And this is why people should do research before buying an animal, and not just go on what the pet shops are saying.


----------



## Victor Creed (Aug 25, 2010)

Amy2310 said:


> And this is why people should do research before buying an animal, and not just go on what the pet shops are saying.



Nah-uuuuhhhh!!! Pet Shops don't lie to people just to make a sale and get you to spend your money!!!....




Oh wait.....yes they do.....ooops, my bad. :2thumb::lol2::lol2:


----------



## moonstruck (Aug 10, 2008)

jesus christ! I cannot believe a pet shop slapped two of them in a bag for you to carry home on your lap :gasp: i'm horrified!

How much did they charge you for the "pleasure" of such a wonderful friendly pet?

If you do happen to get bored of them in a few weeks, give me a shout. I'd be quite happy with a couple of pet rocks.




Victor Creed said:


> Well, at least you're the right person for the job. it's NEVER the animal's fault.....always the human's.

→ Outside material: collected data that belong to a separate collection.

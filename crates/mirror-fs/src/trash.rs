//! Recoverable deletion
//!
//! Every destructive removal in the workspace goes through a [`TrashStore`]
//! so that a mistaken reconciliation can be undone by hand.

use std::fs;
use std::io;
use std::path::{Path, PathBuf};

use tracing::debug;
use uuid::Uuid;

use crate::{Error, Result};

/// A place that deleted entries are moved to instead of being unlinked.
pub trait TrashStore: Send + Sync {
    /// Move `path` (file or directory) out of its tree into the store.
    ///
    /// Fails with [`Error::NotFound`] if `path` does not exist.
    fn discard(&self, path: &Path) -> Result<()>;
}

/// The host platform's trash or recycle bin.
#[derive(Debug, Default, Clone, Copy)]
pub struct SystemTrash;

impl SystemTrash {
    pub fn new() -> Self {
        Self
    }
}

impl TrashStore for SystemTrash {
    fn discard(&self, path: &Path) -> Result<()> {
        if fs::symlink_metadata(path).is_err() {
            return Err(Error::not_found(path));
        }
        debug!("Sending {} to the system trash", path.display());
        ::trash::delete(path).map_err(|e| Error::Trash {
            path: path.to_path_buf(),
            message: e.to_string(),
        })
    }
}

/// A plain directory acting as the trash.
///
/// Each discarded entry lands in its own `<root>/<uuid>/` slot under its
/// original name, so repeated deletions of the same name never collide.
#[derive(Debug, Clone)]
pub struct DirectoryTrash {
    root: PathBuf,
}

impl DirectoryTrash {
    pub fn new(root: impl Into<PathBuf>) -> Self {
        Self { root: root.into() }
    }

    pub fn root(&self) -> &Path {
        &self.root
    }

    /// Paths of the entries currently held, sorted.
    pub fn entries(&self) -> Result<Vec<PathBuf>> {
        if !self.root.exists() {
            return Ok(Vec::new());
        }
        let mut found = Vec::new();
        for slot in fs::read_dir(&self.root).map_err(|e| Error::io(&self.root, e))? {
            let slot = slot.map_err(|e| Error::io(&self.root, e))?.path();
            for entry in fs::read_dir(&slot).map_err(|e| Error::io(&slot, e))? {
                found.push(entry.map_err(|e| Error::io(&slot, e))?.path());
            }
        }
        found.sort();
        Ok(found)
    }
}

impl TrashStore for DirectoryTrash {
    fn discard(&self, path: &Path) -> Result<()> {
        if fs::symlink_metadata(path).is_err() {
            return Err(Error::not_found(path));
        }
        let name = path.file_name().ok_or_else(|| Error::Trash {
            path: path.to_path_buf(),
            message: "path has no file name".into(),
        })?;

        let slot = self.root.join(Uuid::new_v4().to_string());
        fs::create_dir_all(&slot).map_err(|e| Error::io(&slot, e))?;

        let destination = slot.join(name);
        debug!(
            "Moving {} to trash slot {}",
            path.display(),
            destination.display()
        );
        match fs::rename(path, &destination) {
            Ok(()) => Ok(()),
            Err(e) if e.kind() == io::ErrorKind::CrossesDevices => {
                // Different filesystem: copy into the slot, then drop the original
                let copied = if path.is_dir() {
                    crate::copy_tree(path, &destination)
                } else {
                    crate::copy_file(path, &destination)
                };
                if let Err(e) = copied {
                    drop_slot(&slot);
                    return Err(e);
                }
                if path.is_dir() {
                    fs::remove_dir_all(path).map_err(|e| Error::io(path, e))
                } else {
                    fs::remove_file(path).map_err(|e| Error::io(path, e))
                }
            }
            Err(e) => {
                drop_slot(&slot);
                Err(Error::io(path, e))
            }
        }
    }
}

/// Remove a slot that never received its entry.
fn drop_slot(slot: &Path) {
    if let Err(e) = fs::remove_dir_all(slot) {
        debug!("Could not remove trash slot {}: {}", slot.display(), e);
    }
}
//! [`TreePair`] builder for source/target reconciliation scenarios.

use std::fs;
use std::path::{Path, PathBuf};

use tempfile::TempDir;

use crate::tree;

/// A temporary source tree and target tree side by side.
///
/// Both live under one temporary directory (`test_src/` and `test_bak/`)
/// together with a `trash/` directory, so renames and recoverable deletes
/// stay on one filesystem.
///
/// # Example
///
/// ```rust,no_run
/// use mirror_test_utils::TreePair;
///
/// let pair = TreePair::standard();
/// pair.rename_source("subdir", "newdir");
/// pair.assert_source_exists("newdir/file2.txt");
/// ```
pub struct TreePair {
    temp_dir: TempDir,
}

impl Default for TreePair {
    fn default() -> Self {
        Self::new()
    }
}

impl TreePair {
    /// Create empty source and target trees.
    ///
    /// # Panics
    /// Panics if the temporary directories cannot be created.
    pub fn new() -> Self {
        let temp_dir = TempDir::new().expect("TreePair::new: failed to create temp dir");
        fs::create_dir(temp_dir.path().join("test_src"))
            .expect("TreePair::new: failed to create source tree");
        fs::create_dir(temp_dir.path().join("test_bak"))
            .expect("TreePair::new: failed to create target tree");
        Self { temp_dir }
    }

    /// Create a pair where both sides hold the identical reference tree.
    pub fn standard() -> Self {
        let pair = Self::new();
        tree::standard_tree(&pair.source());
        tree::standard_tree(&pair.target());
        pair
    }

    /// Directory holding both trees.
    pub fn root(&self) -> &Path {
        self.temp_dir.path()
    }

    pub fn source(&self) -> PathBuf {
        self.root().join("test_src")
    }

    pub fn target(&self) -> PathBuf {
        self.root().join("test_bak")
    }

    /// Directory intended for a directory-backed trash store.
    pub fn trash_dir(&self) -> PathBuf {
        self.root().join("trash")
    }

    pub fn write_source(&self, rel: &str, content: &str) {
        tree::write_file(&self.source(), rel, content);
    }

    pub fn write_target(&self, rel: &str, content: &str) {
        tree::write_file(&self.target(), rel, content);
    }

    /// Write the same file to both sides.
    pub fn write_both(&self, rel: &str, content: &str) {
        self.write_source(rel, content);
        self.write_target(rel, content);
    }

    /// Overwrite a source file with new content and a later mtime.
    pub fn edit_source(&self, rel: &str, content: &str) {
        tree::write_file_at(&self.source(), rel, content, tree::edited_mtime());
    }

    pub fn mkdir_source(&self, rel: &str) {
        tree::make_dir(&self.source(), rel);
    }

    pub fn mkdir_target(&self, rel: &str) {
        tree::make_dir(&self.target(), rel);
    }

    /// Rename or move an entry inside the source tree.
    ///
    /// # Panics
    /// Panics if the rename fails.
    pub fn rename_source(&self, from: &str, to: &str) {
        let src = self.source().join(from);
        let dst = self.source().join(to);
        if let Some(parent) = dst.parent() {
            fs::create_dir_all(parent).unwrap_or_else(|e| {
                panic!("rename_source: failed to create {}: {e}", parent.display())
            });
        }
        fs::rename(&src, &dst).unwrap_or_else(|e| {
            panic!(
                "rename_source: failed to move {} to {}: {e}",
                src.display(),
                dst.display()
            )
        });
    }

    /// Read a target-side file.
    pub fn read_target(&self, rel: &str) -> String {
        tree::read_file(&self.target(), rel)
    }

    /// Assert that `rel` exists in the source tree.
    ///
    /// # Panics
    /// Panics with a descriptive message if the path does not exist.
    pub fn assert_source_exists(&self, rel: &str) {
        let path = self.source().join(rel);
        assert!(path.exists(), "Expected source entry to exist: {}", path.display());
    }

    /// Assert that `rel` exists in the target tree.
    ///
    /// # Panics
    /// Panics with a descriptive message if the path does not exist.
    pub fn assert_target_exists(&self, rel: &str) {
        let path = self.target().join(rel);
        assert!(path.exists(), "Expected target entry to exist: {}", path.display());
    }

    /// Assert that `rel` does **not** exist in the target tree.
    ///
    /// # Panics
    /// Panics with a descriptive message if the path exists.
    pub fn assert_target_missing(&self, rel: &str) {
        let path = self.target().join(rel);
        assert!(
            !path.exists(),
            "Expected target entry NOT to exist: {}",
            path.display()
        );
    }
}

Thanks, I 100% agree with that statement.


----------



## wilkinss77 (Sep 23, 2008)

given how nasty these fish can be, the shop should've waned you, & gien you the appropriate advice about the potential dangers.


----------



## steve111 (Jun 7, 2009)

Morgan Freeman said:


> It's the fact nobody told you how dangerous they could be. For all they know you could have an open top tank with kids about....


 i have with 3 kids about


----------



## AshMashMash (Oct 28, 2007)

steve111 said:


> i have with 3 kids about


You're saying that as though it's enirely the shops fault though. Fair enough the shop should certainly be asking these questions, but you can imagine the situation, it's a busy day, lots of kids running about, the new guy who's 16 and working there part time is asked to go get this fish for you, does as he's told and sends you on your way. 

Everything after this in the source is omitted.